Прохор медлит с ответом, зорко поглядывая из-под бровей, будто определяет, насколько серьезно относится собеседник к его суждениям.
— Когда ранено тело — береги душу. Не поранить бы, друг, и ее. В том-то и беда, что, раненный, на больничную койку брошенный, человек сам свои страдания умножает беспросветной и совсем ненужной маятой. Тут найдется за что себя корить: и почему, мол, тогда-то не поберегся, и почему в таком-то месте оказался, а не в другом, — все свои ошибки, все промахи вспомнишь, да с болью, с отчаянием, будто и вправду непростительная твоя вина.
Он резко тряхнул чубатой головой, повел плечами, свободно вздохнул, словно бы сбросив незримую тяжесть.
— А вины-то у тебя никакой: зря больная душа терзается. Что ж, большая твоя тревога понятна: как, мол, на дальнейшее жизнь устроится? А ты послушай моего простого совета, может, еще и счастлив будешь. Только одно, прошу тебя, помни: слово у меня не выдуманное, и ты ему верь.
— Я верю тебе, дядя Прохор, — тихо сказал Шура. Он вдруг понял, что этот незнакомый человек уже дорог ему своей страдальной близостью, готовностью подставить плечо, поддержать, выручить.
— Когда меня под завалом всего, до последней косточки искромсало, — продолжал Прохор, мягко беря руку Шуры и словно пытаясь отогреть в своих ладонях, — я девять хирургических операций перенес: мне кости выпрямляли, на планки брали, сверлили да строгали, — всего и не перечислить. Скажу тебе откровенно — другой девять раз умер бы, а я упрямый: решил, что выживу, я выжил. Тут, может, вся важность в том, чтобы решить без малейшего колебания, без сомнения, с полной, наиполнейшей верой, что будешь жить. О, человек, брат, многое может! Великое это дело — воля души. И если уж решено жить, тут должно по возможности и по характеру занятие избрать, чтобы не только рукам работа, чтобы и сердцу — полный простор. Я поначалу было за сапожное дело взялся. И что же — спорилось. Может, модельщиком и не стал бы, а добрые мокроступы мог смастерить. Но случилось однажды, ночью, у самого окошка моего заиграла гармонь и, веришь, самое затаенное высказала. Так моя дальнейшая судьба и определилась. А теперь временами задумаюсь, прошлое вспомню и не верю: как же я раньше-то без музыки жил?.. Без нее и печаль нема, и радость не вымолвится, а человек не может молча в самом себе кипеть — ему это счастье от века дано: слово и музыка.

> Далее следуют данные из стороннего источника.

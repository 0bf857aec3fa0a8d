//! Concurrent fan-out over the property id list.
//!
//! One task per property, gated by a counting semaphore so at most
//! `concurrency` upstream fetches are in flight, each preceded by a short
//! pacing sleep. Individual failures are collected, never fatal.

use std::sync::Arc;
use std::time::{Duration, Instant};

use tokio::sync::{watch, Semaphore};

use crate::http::HttpTransport;
use crate::upstream::{PropertyBundle, UpstreamClient, UpstreamError};

use super::types::{DEFAULT_FETCH_CONCURRENCY, DEFAULT_FETCH_PACING, DEFAULT_MAX_ERRORS_LOGGED};

/// Tuning knobs for the fan-out.
#[derive(Debug, Clone)]
pub struct FetchOptions {
    /// Maximum concurrent upstream fetches.
    pub concurrency: usize,
    /// Leading sleep per worker, pacing request bursts.
    pub pacing: Duration,
    /// How many individual errors to log before summarizing.
    pub max_errors_logged: usize,
}

impl Default for FetchOptions {
    fn default() -> Self {
        Self {
            concurrency: DEFAULT_FETCH_CONCURRENCY,
            pacing: DEFAULT_FETCH_PACING,
            max_errors_logged: DEFAULT_MAX_ERRORS_LOGGED,
        }
    }
}

/// Aggregated outcome of one fan-out pass.
///
/// `bundles` carries every successfully fetched property in no particular
/// order; `errors` the per-property failures.
#[derive(Debug, Default)]
pub struct FetchResult {
    pub bundles: Vec<PropertyBundle>,
    pub errors: Vec<(i64, UpstreamError)>,
    pub duration: Duration,
    /// True when the stop signal fired before every worker ran.
    pub cancelled: bool,
}

impl FetchResult {
    pub fn success_count(&self) -> usize {
        self.bundles.len()
    }

    pub fn failure_count(&self) -> usize {
        self.errors.len()
    }

    pub fn properties_per_second(&self) -> f64 {
        let secs = self.duration.as_secs_f64();
        if secs == 0.0 {
            return 0.0;
        }
        self.bundles.len() as f64 / secs
    }
}

enum WorkerOutcome {
    Bundle(Box<PropertyBundle>),
    Error(i64, UpstreamError),
    Cancelled,
}

/// Fetch the bundle for every id, with bounded parallelism.
///
/// Workers that have not started when `cancel` flips abandon their fetch;
/// in-flight requests are left to drain so no connection is torn down
/// mid-response.
pub async fn fetch_all<T>(
    client: &UpstreamClient<T>,
    ids: &[i64],
    options: &FetchOptions,
    cancel: watch::Receiver<bool>,
) -> FetchResult
where
    T: HttpTransport + Clone + 'static,
{
    tracing::info!(total_properties = ids.len(), "Property data fetching started");
    let start = Instant::now();

    let semaphore = Arc::new(Semaphore::new(options.concurrency.max(1)));
    let pacing = options.pacing;

    let handles: Vec<_> = ids
        .iter()
        .map(|&property_id| {
            let client = client.clone();
            let semaphore = Arc::clone(&semaphore);
            let cancel = cancel.clone();

            tokio::spawn(async move {
                let Ok(_permit) = semaphore.acquire().await else {
                    return WorkerOutcome::Cancelled;
                };

                if *cancel.borrow() {
                    return WorkerOutcome::Cancelled;
                }

                tokio::time::sleep(pacing).await;

                match client.fetch_property_bundle(property_id).await {
                    Ok(bundle) => WorkerOutcome::Bundle(Box::new(bundle)),
                    Err(e) => {
                        tracing::error!(property_id, error = %e, "Property fetch failed");
                        WorkerOutcome::Error(property_id, e)
                    }
                }
            })
        })
        .collect();

    let mut result = FetchResult::default();
    for handle in handles {
        match handle.await {
            Ok(WorkerOutcome::Bundle(bundle)) => result.bundles.push(*bundle),
            Ok(WorkerOutcome::Error(id, e)) => result.errors.push((id, e)),
            Ok(WorkerOutcome::Cancelled) => result.cancelled = true,
            Err(join_error) => {
                tracing::error!(error = %join_error, "Fetch worker panicked");
                result
                    .errors
                    .push((0, UpstreamError::Transport(join_error.to_string())));
            }
        }
    }

    result.duration = start.elapsed();
    log_fetch_result(&result, options.max_errors_logged);
    result
}

fn log_fetch_result(result: &FetchResult, max_errors_logged: usize) {
    tracing::info!(
        successful = result.success_count(),
        failed = result.failure_count(),
        duration_ms = result.duration.as_millis() as u64,
        properties_per_second = result.properties_per_second(),
        "Property data fetching completed"
    );

    if result.errors.is_empty() {
        return;
    }

    tracing::warn!(
        error_count = result.errors.len(),
        "Some properties failed to fetch"
    );
    for (property_id, error) in result.errors.iter().take(max_errors_logged) {
        tracing::error!(property_id, error = %error, "Fetch error");
    }
    if result.errors.len() > max_errors_logged {
        tracing::warn!(
            additional_errors = result.errors.len() - max_errors_logged,
            "Further fetch errors suppressed"
        );
    }
}

#[cfg(test)]
mod tests {
    use super::*;

    use std::sync::atomic::{AtomicUsize, Ordering};

    use async_trait::async_trait;

    use crate::http::{HttpError, HttpHeaders, HttpResponse};
    use crate::upstream::UpstreamConfig;

    /// Transport that serves a minimal header for every property URL and
    /// records the peak number of concurrently running requests.
    #[derive(Clone, Default)]
    struct CountingTransport {
        in_flight: Arc<AtomicUsize>,
        peak: Arc<AtomicUsize>,
        fail_ids: Arc<Vec<i64>>,
    }

    impl CountingTransport {
        fn failing(ids: Vec<i64>) -> Self {
            Self {
                fail_ids: Arc::new(ids),
                ..Self::default()
            }
        }
    }

    #[async_trait]
    impl HttpTransport for CountingTransport {
        async fn get(&self, url: &str, _headers: &HttpHeaders) -> Result<HttpResponse, HttpError> {
            let now = self.in_flight.fetch_add(1, Ordering::SeqCst) + 1;
            self.peak.fetch_max(now, Ordering::SeqCst);

            // Hold the slot across an await point so requests overlap.
            tokio::time::sleep(Duration::from_millis(10)).await;
            self.in_flight.fetch_sub(1, Ordering::SeqCst);

            let id: i64 = url
                .rsplit('/')
                .next()
                .and_then(|s| s.parse().ok())
                .unwrap_or(0);

            if self.fail_ids.contains(&id) {
                return Ok(HttpResponse {
                    status: 500,
                    body: Vec::new(),
                });
            }

            let body = serde_json::json!({
                "hotel_id": id,
                "hotel_name": format!("Hotel {id}"),
                "review_count": 0,
            });
            Ok(HttpResponse {
                status: 200,
                body: serde_json::to_vec(&body).expect("body"),
            })
        }
    }

    fn client(transport: CountingTransport) -> UpstreamClient<CountingTransport> {
        UpstreamClient::with_transport(
            UpstreamConfig {
                base_url: "https://upstream.test".to_string(),
                version: "v3".to_string(),
                api_key: String::new(),
            },
            transport,
        )
    }

    fn options(concurrency: usize) -> FetchOptions {
        FetchOptions {
            concurrency,
            pacing: Duration::from_millis(1),
            max_errors_logged: 5,
        }
    }

    fn no_cancel() -> watch::Receiver<bool> {
        // Workers only sample the current value, so a dropped sender is fine.
        let (_tx, rx) = watch::channel(false);
        rx
    }

    #[tokio::test(start_paused = true)]
    async fn fetch_all_collects_every_property() {
        let transport = CountingTransport::default();
        let client = client(transport);
        let ids: Vec<i64> = (1..=8).collect();

        let result = fetch_all(&client, &ids, &options(3), no_cancel()).await;

        assert_eq!(result.success_count(), 8);
        assert_eq!(result.failure_count(), 0);
        assert!(!result.cancelled);

        let mut got: Vec<i64> = result.bundles.iter().map(|b| b.hotel_id()).collect();
        got.sort_unstable();
        assert_eq!(got, ids);
    }

    #[tokio::test(start_paused = true)]
    async fn fetch_all_respects_the_concurrency_ceiling() {
        let transport = CountingTransport::default();
        let peak = Arc::clone(&transport.peak);
        let client = client(transport);
        let ids: Vec<i64> = (1..=20).collect();

        let result = fetch_all(&client, &ids, &options(4), no_cancel()).await;

        assert_eq!(result.success_count(), 20);
        // The translation fetches inside a worker are sequential, so the
        // number of overlapping transport calls is bounded by the workers.
        assert!(
            peak.load(Ordering::SeqCst) <= 4,
            "peak concurrency {} exceeded the semaphore bound",
            peak.load(Ordering::SeqCst)
        );
    }

    #[tokio::test(start_paused = true)]
    async fn fetch_all_tolerates_individual_failures() {
        let transport = CountingTransport::failing(vec![3, 5]);
        let client = client(transport);
        let ids: Vec<i64> = (1..=6).collect();

        let result = fetch_all(&client, &ids, &options(2), no_cancel()).await;

        assert_eq!(result.success_count(), 4);
        assert_eq!(result.failure_count(), 2);

        let mut failed: Vec<i64> = result.errors.iter().map(|(id, _)| *id).collect();
        failed.sort_unstable();
        assert_eq!(failed, vec![3, 5]);
        assert!(result.errors.iter().all(|(_, e)| e.is_server_error()));
    }

    #[tokio::test(start_paused = true)]
    async fn fetch_all_stops_starting_work_when_cancelled() {
        let transport = CountingTransport::default();
        let client = client(transport);
        let ids: Vec<i64> = (1..=50).collect();

        let (tx, rx) = watch::channel(true);
        let result = fetch_all(&client, &ids, &options(2), rx).await;
        drop(tx);

        assert!(result.cancelled);
        assert_eq!(result.success_count(), 0);
    }
}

— Слово и музыка, — задумчиво повторил Шура. — Я видел слепых музыкантов, безногих, но музыкант… без рук? Вы гладите мою руку, Прохор, а ведь она мертва. Пройдет еще какое-то время, и ее ампутируют. Как видите, мне труднее, чем вам: все-таки вашим рукам послушна гармонь. Постойте, кроме музыки, вы еще назвали и слово? — Он задумался. — Так. Слово… Пожалуй, это единственная возможность духовного общения, которая у меня еще имеется. Но ведь слово может выполнять и работу… Да, без приложения рук!
Он снова задумался и долго молчал; Прохор терпеливо ждал, не выпуская его руки.
— Впрочем, фиксировать слово — значит, выполнять какую-то, пусть малую, физическую работу. Что ж, это — техническая часть дела, в котором все же главное — мысль. Фиксировать слово может стенографистка, машинистка, наконец, друг и товарищ — жена. Тут неизбежно возникнет вопрос о свободном распоряжении материалом. У музыки — свои законы, у слова — свои. Как овладеть той властью над словами, которой они раскрывают свои наитончайшие оттенки? Учиться?..
Сначала у него возникло сомнение: как же учиться, если он не имеет возможности взять в руки книгу или тетрадь? Однако ведь учатся слепые. Они читают осязанием. Есть и такие, что учатся на слух. Вот к чему неожиданно привел его разговор с музыкантом-забойщиком — к открытию! Да, Шура будет учиться. Каких бы усилий это ни стоило — он узнает содержание многих книг, узнает историю земли, историю человечества, зарождения, возмужания, сплочения рабочего класса до тех легендарных лет гражданской войны, когда и он, безусый солдат, утверждал с оружием в руках торжество пролетариата, до сегодняшних свершений на Днепрогэсе, Турксибе, Комсомольске-на-Амуре и в пламенном шахтерском краю.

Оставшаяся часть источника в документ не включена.